The comparison of ADP measurements between these different approaches is shown in Fig. 12. From this figure, the conclusion that can be drawn is that the proposed ranking scheme using relevance and diversity criteria outperforms those using only relevance criteria. Furthermore, the experimental results indicate that the performance of our ranking process using ambiguity indicator is superior to that using a fixed ambiguity indicator. In order to better evaluate our approach, we select two queries with different levels of ambiguity and we look for the best diversity tuning parameter value for each one to balance diversity and relevance scores; then, we compare it with our AmbIDC indicator value associated to each query. The obtained results are illustrated in Fig. 11. For a highly ambiguous query such as ‘Jaguar’, we find that the best value of Div@n is at 0.75 which corresponds to the value of AmbIDC. In contrast, for a low ambiguous query such as ‘Dove’, we find that the best value of Div@n is at 0.5 which is the value of AmbIDC. As a conclusion, we can confirm the effectiveness of our approach by automatically balancing diversity and relevance ranking according to the level of ambiguity for a given query.

Fig. 11
figure 11

Evolution curve of Div@n with different values of diversity tuning parameter for high-level ambiguous queries ‘Jaguar’(AmbIDC \(=\) 0.75) and ‘dove’(AmbIDC \(=\) 0.5)

Fig. 12
figure 12

ADP measurements of 12 queries for different approaches: “RR”, “DRR”, “ADRR”, “Flickr (relevance)”

4.4 Study of the overall retrieval process

In this experiment, we study the impact of fusing “MVCQE” and “ADRR” processes in the retrieval system. The following figure shows the ADP values of different ranking schemes: “MVCQE”, “ADRR”, “MVCQE+ADRR”.

As expected, “MVCQE+ADRR” fusion outperforms “MVCQE” and “ADRR”. In fact, “MVCQE+ADRR” fusion controls the diversity at two levels: pre-processing and post-processing (Fig. 13).

Fig. 13
figure 13

ADP measurements of 12 queries for different ranking schemes: “MVCQE”, “ADRR”, “MVCQE + ADRR”

4.5 Conclusion

In this paper, we have presented an approach to diversify relevant search results for ambiguous queries in tag-based social image retrieval. As not all queries are equally ambiguous and different strategies should be suggested, our approach has the criteria to adapt with the level of ambiguity to control how much we need to diversify relevant results.

Since existing social image retrieval systems suffer from a tag mismatch problem, top-k results are noisy. Since successful diversity requires relevant results, our first concern was to ensure relevance criteria. Thus, we have adapted the representation of semantic concepts to avoid tag-mismatch problem by providing a standardized representation for images and queries using vectors of concepts weights.

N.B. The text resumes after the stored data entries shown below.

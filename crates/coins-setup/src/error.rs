//! Error types for the setup orchestrator

use crate::step::Step;
use std::path::PathBuf;
use thiserror::Error;
use venv_manager::VenvError;

/// Every way a setup run can fail. All of them are fatal.
#[derive(Error, Debug)]
pub enum SetupError {
    /// Dependency manifest absent at its expected path
    #[error("Requirements file not found at {}", path.display())]
    MissingManifest { path: PathBuf },

    /// Generator script absent at its expected path
    #[error("Generator script not found at {}", path.display())]
    MissingGenerator { path: PathBuf },

    /// `python -m venv` exited non-zero or left no interpreter behind
    #[error("Failed to create isolated environment at {}: {reason}", path.display())]
    EnvironmentCreationFailure { path: PathBuf, reason: String },

    /// The package installer exited non-zero
    #[error("Installer step {step} failed with exit code {exit_code}")]
    InstallationFailure {
        step: Step,
        exit_code: i32,
        stderr: String,
    },

    /// The generator exited non-zero
    #[error("Generator exited with code {exit_code}")]
    GeneratorFailure { exit_code: i32 },

    /// A step exceeded its configured timeout
    #[error("Step {step} timed out after {timeout_secs} seconds")]
    StepTimedOut { step: Step, timeout_secs: u64 },

    /// The program for a step could not be started
    #[error("Failed to start {program}: {source}")]
    Spawn {
        program: String,
        #[source]
        source: std::io::Error,
    },

    /// Environment layer error
    #[error(transparent)]
    Environment(#[from] VenvError),

    /// Run report serialization error
    #[error("Failed to serialize run report: {0}")]
    Report(#[from] serde_json::Error),

    /// IO error
    #[error("IO error: {0}")]
    Io(#[from] std::io::Error),
}

impl SetupError {
    /// Process exit code for this failure.
    pub fn exit_code(&self) -> i32 {
        1
    }
}

#[cfg(test)]
mod tests {
    use super::*;

    #[test]
    fn test_messages_name_the_path() {
        let err = SetupError::MissingManifest {
            path: PathBuf::from("utils/requirements.txt"),
        };
        assert!(err.to_string().contains("utils/requirements.txt"));

        let err = SetupError::MissingGenerator {
            path: PathBuf::from("utils/generate_app_configs.py"),
        };
        assert!(err.to_string().contains("utils/generate_app_configs.py"));
    }

    #[test]
    fn test_every_failure_exits_with_one() {
        let errors = [
            SetupError::MissingManifest {
                path: PathBuf::from("r.txt"),
            },
            SetupError::InstallationFailure {
                step: Step::InstallDependencies,
                exit_code: 2,
                stderr: String::new(),
            },
            SetupError::GeneratorFailure { exit_code: 42 },
        ];
        for err in &errors {
            assert_eq!(err.exit_code(), 1);
        }
    }

    #[test]
    fn test_generator_failure_reports_code() {
        let err = SetupError::GeneratorFailure { exit_code: 42 };
        assert_eq!(err.to_string(), "Generator exited with code 42");
    }
}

The key advantage of our approach is its ability to make effective use of the semantic concepts representation not only to ensure relevance but also to diversify results. In fact, the experiments have demonstrated that concept representation can guarantee the complete coverage of all query aspects. Indeed, the set of concept used can provide a wide coverage of human knowledge. We demonstrated also that in order to ensure diversity for ambiguous queries, we need to jointly apply the query expansion and the search result diversification processes. In addition, we have investigated the need to control the diversity per query. So, we have proposed an adaptive trade-off that balances the relevance and diversity scores with respect to the level of query ambiguity.

Our future work will involve studying a further refinement of the proposed system. More specifically, we are interested in enhancing our MVCQE approach by applying the Maximal Marginal Relevance algorithm in the aggregated concepts. By doing this, we attempt to further promote diversity. The rationale behind this idea is that the top selected concepts are semantically redundant. Moreover, we are interested in testing our system over large-scale social media resources. In this case, we will need to adapt our system to a hyper-graph representation to further diversify results.